778V Poster - 12. Physiology, metabolism and aging
Wednesday April 06, 4:00 PM - 7:00 PM
Studying the effect of Methotrexate on DNA damage and repair during ageing: drug treatments and models of JAK/STAT pathway-related blood cancers
Authors: Adel Alqarni; Martin Zeidler
Affiliation: University of Sheffield
Keywords: t. other (drugs); u. drug discovery
Originally developed as a chemotherapy drug, MTX acts as an anti-folate by binding to and inhibiting di-hydrofolate reductase (DHFR) that is involved in the synthesis of nucleotides required for DNA damage repair and cellular proliferation. In the 1980’s, MTX was repurposed as a treatment for auto-inflammatory and auto-immune diseases such as rheumatoid arthritis at much lower doses. However, the mechanism of action of MTX as an anti-inflammatory agent has been unclear until 2015 when the Zeidler lab identified MTX as a JAK/STAT pathway inhibitor. While our insight suggests that MTX could be repurposed again to treat JAK/STAT associated diseases, concerns about potential mutagenic toxicities associated with its inhibition of DHFR have been raised.

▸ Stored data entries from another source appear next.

//! Path-addressed nodes of the EIP-2333 derivation tree.
//!
//! Every node keeps the root seed and its absolute path. Deriving a child
//! recomputes the key from `(seed, parent_path/segment)` instead of chaining
//! from the parent key, so any node can be rebuilt from the seed and its path
//! alone.

use std::fmt;
use std::sync::Arc;

use crate::crypto::{self, PrivateKey, PublicKey};
use crate::error::{KeyVaultError, KeyVaultResult};
use crate::seed::Seed;

/// Purpose/coin-type prefix defined by EIP-2334.
pub const BASE_EIP2334_PATH: &str = "m/12381/3600";

/// A derivation-tree node: a path and the private key it addresses.
pub struct KeyNode {
    seed: Arc<Seed>,
    key: PrivateKey,
    path: String,
}

impl KeyNode {
    /// Builds the base node (`m/12381/3600`) for `seed`.
    ///
    /// # Errors
    ///
    /// Returns [`KeyVaultError::Derivation`] if the seed is rejected.
    pub fn base_from_seed(seed: Seed) -> KeyVaultResult<Self> {
        Self::from_seed_and_path(Arc::new(seed), BASE_EIP2334_PATH)
    }

    /// Builds the node at an absolute `path` for a shared seed.
    ///
    /// # Errors
    ///
    /// Returns [`KeyVaultError::Derivation`] if the seed or path is malformed.
    pub fn from_seed_and_path(seed: Arc<Seed>, path: &str) -> KeyVaultResult<Self> {
        let key = crypto::derive_private_key(seed.expose_secret(), path)?;
        Ok(Self {
            seed,
            key,
            path: path.to_string(),
        })
    }

    /// Derives the child at `relative_path` (e.g. `0` or `0/3`) below this node.
    ///
    /// # Errors
    ///
    /// Returns [`KeyVaultError::Derivation`] if the relative path is empty or
    /// the resulting path is malformed.
    pub fn derive(&self, relative_path: &str) -> KeyVaultResult<Self> {
        let relative_path = relative_path.trim_start_matches('/');
        if relative_path.is_empty() {
            return Err(KeyVaultError::Derivation(
                "relative path must not be empty".to_string(),
            ));
        }
        let path = format!("{}/{relative_path}", self.path);
        log::trace!("deriving key at {path}");
        Self::from_seed_and_path(Arc::clone(&self.seed), &path)
    }

    /// Absolute derivation path of this node.
    #[must_use]
    pub fn path(&self) -> &str {
        &self.path
    }

    /// The private key addressed by this node.
    #[must_use]
    pub const fn private_key(&self) -> &PrivateKey {
        &self.key
    }

    /// The public key addressed by this node.
    #[must_use]
    pub fn public_key(&self) -> PublicKey {
        self.key.public_key()
    }

    pub(crate) const fn seed(&self) -> &Arc<Seed> {
        &self.seed
    }
}

impl fmt::Debug for KeyNode {
    fn fmt(&self, f: &mut fmt::Formatter<'_>) -> fmt::Result {
        f.debug_struct("KeyNode")
            .field("path", &self.path)
            .field("public_key", &self.public_key())
            .finish_non_exhaustive()
    }
}

#[cfg(test)]
mod tests {
    use test_case::test_case;

    use super::*;

    fn zero_seed() -> Seed {
        Seed::from([0u8; 32])
    }

    #[test]
    fn test_base_key_is_deterministic() {
        let first = KeyNode::base_from_seed(zero_seed()).expect("base");
        let second = KeyNode::base_from_seed(zero_seed()).expect("base");

        assert_eq!(first.path(), BASE_EIP2334_PATH);
        assert_eq!(
            *first.private_key().to_bytes(),
            *second.private_key().to_bytes()
        );
    }

    #[test]
    fn test_zero_seed_keys_are_pinned() {
        let base = KeyNode::base_from_seed(zero_seed()).expect("base");
        assert_eq!(
            hex::encode(*base.private_key().to_bytes()),
            "2c725fe179146010d7132766127add396638de58880a6406c1d9843da67fee9c"
        );
        assert_eq!(
            base.public_key().to_string(),
            "0xb508040c4cfa16747b781509efac5b77fc58f11d9995df4a3b0dc31c5dc93917\
             6f0cf940cc6b5aaed6bdbf21672aa627"
        );

        let withdrawal = base.derive("0/0").expect("withdrawal");
        assert_eq!(
            withdrawal.public_key().to_string(),
            "0x8a4dd69aef05c8e58c2b02cbe009e8419eb83956296e58113d93f91c24d5cdf4\
             a065fe976ce77522e7b53b3be26aa12d"
        );
    }

    #[test_case("0", "m/12381/3600/0" ; "wallet")]
    #[test_case("0/0", "m/12381/3600/0/0" ; "withdrawal")]
    #[test_case("/1/0/5", "m/12381/3600/1/0/5" ; "leading slash")]
    fn test_child_matches_direct_derivation(segment: &str, full_path: &str) {
        let seed = Arc::new(Seed::from([0x11u8; 32]));
        let base = KeyNode::from_seed_and_path(Arc::clone(&seed), BASE_EIP2334_PATH)
            .expect("base");

        let child = base.derive(segment).expect("child");
        let direct = KeyNode::from_seed_and_path(seed, full_path).expect("direct");

        assert_eq!(child.path(), full_path);
        assert_eq!(*child.private_key().to_bytes(), *direct.private_key().to_bytes());
    }

    #[test]
    fn test_grandchild_matches_concatenated_path() {
        let base = KeyNode::base_from_seed(Seed::from([0x22u8; 32])).expect("base");
        let chained = base
            .derive("4")
            .and_then(|wallet| wallet.derive("0"))
            .and_then(|withdrawal| withdrawal.derive("9"))
            .expect("chained");
        let direct = base.derive("4/0/9").expect("direct");

        assert_eq!(chained.path(), direct.path());
        assert_eq!(chained.public_key(), direct.public_key());
    }

    #[test]
    fn test_children_share_the_seed_allocation() {
        let base = KeyNode::base_from_seed(zero_seed()).expect("base");
        let child = base.derive("0").expect("child");
        assert!(Arc::ptr_eq(base.seed(), child.seed()));
    }

    #[test]
    fn test_siblings_differ() {
        let base = KeyNode::base_from_seed(zero_seed()).expect("base");
        let first = base.derive("0/0").expect("first");
        let second = base.derive("0/1").expect("second");
        assert_ne!(first.public_key(), second.public_key());
    }

    #[test_case("" ; "empty")]
    #[test_case("/" ; "only slash")]
    #[test_case("0//1" ; "empty segment")]
    #[test_case("x" ; "non numeric")]
    fn test_invalid_relative_path(segment: &str) {
        let base = KeyNode::base_from_seed(zero_seed()).expect("base");
        match base.derive(segment) {
            Err(KeyVaultError::Derivation(_)) => {}
            other => panic!("unexpected result: {other:?}"),
        }
    }

    #[test]
    fn test_short_seed_fails() {
        match KeyNode::base_from_seed(Seed::new(vec![1u8; 16])) {
            Err(KeyVaultError::Derivation(_)) => {}
            other => panic!("unexpected result: {other:?}"),
        }
    }
}
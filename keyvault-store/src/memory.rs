//! Volatile [`AtomicBlobStore`] for tests and ephemeral vaults.

use std::collections::HashMap;
use std::sync::{Mutex, MutexGuard};

use keyvault_core::{StorageError, StorageResult};

use crate::blob_store::AtomicBlobStore;

/// In-memory [`AtomicBlobStore`]. Contents are lost when dropped.
#[derive(Debug, Default)]
pub struct MemoryBlobStore {
    blobs: Mutex<HashMap<String, Vec<u8>>>,
}

impl MemoryBlobStore {
    /// Creates an empty store.
    #[must_use]
    pub fn new() -> Self {
        Self::default()
    }

    /// Names of all stored blobs, sorted.
    ///
    /// # Errors
    ///
    /// Returns an error if the internal lock is poisoned.
    pub fn names(&self) -> StorageResult<Vec<String>> {
        let mut names: Vec<String> = self.lock()?.keys().cloned().collect();
        names.sort();
        Ok(names)
    }

    fn lock(&self) -> StorageResult<MutexGuard<'_, HashMap<String, Vec<u8>>>> {
        self.blobs
            .lock()
            .map_err(|_| StorageError::Lock("blob store mutex poisoned".to_string()))
    }
}

impl AtomicBlobStore for MemoryBlobStore {
    fn read(&self, name: &str) -> StorageResult<Option<Vec<u8>>> {
        Ok(self.lock()?.get(name).cloned())
    }

    fn write_atomic(&self, name: &str, bytes: &[u8]) -> StorageResult<()> {
        self.lock()?.insert(name.to_string(), bytes.to_vec());
        Ok(())
    }

    fn delete(&self, name: &str) -> StorageResult<()> {
        self.lock()?.remove(name);
        Ok(())
    }
}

My project uses Drosophila melanogaster to study the effects of low-dose MTX therapy, its potential mutagenic activity and its effects on JAK/STAT signaling in vivo. More broadly, I aim to examine the impact of MTX and to better understand the processes that modulate DNA damage and DNA-damage responses.
We have established an in vivo assay for DNA damage using w+; GMR-Gal4, UAS-white RNAi / + flies to report the frequency of DNA damage in cells of the developing fly eye. Using this assay, along with measures of lifespan, fecundity, chromatinization, and JAK/STAT pathway activity we have tested a range of MTX doses added into Drosophila food. The effects on survival, development and DNA damage phenotypes will be shown. My results indicate that that high drug concentrations result in low survival rates, fecundity and developmental defects as well as a significant increase in the rate of DNA damage. However, low doses of MTX do not affect survival or fecundity and surprisingly, show significant increases in lifespan and may even reduce the rate of DNA damage. Suggesting that reduced JAK/STAT pathway activity may be providing a benefit under these conditions.
In conclusion, while high doses of MTX lead to low survival and are mutagenic, low-doses may confer a survival and DNA-damage advantage. It will be interesting to establish whether these low-dose benefits are indeed linked to changes in JAK/STAT pathway activity in vivo. Latest results will be presented.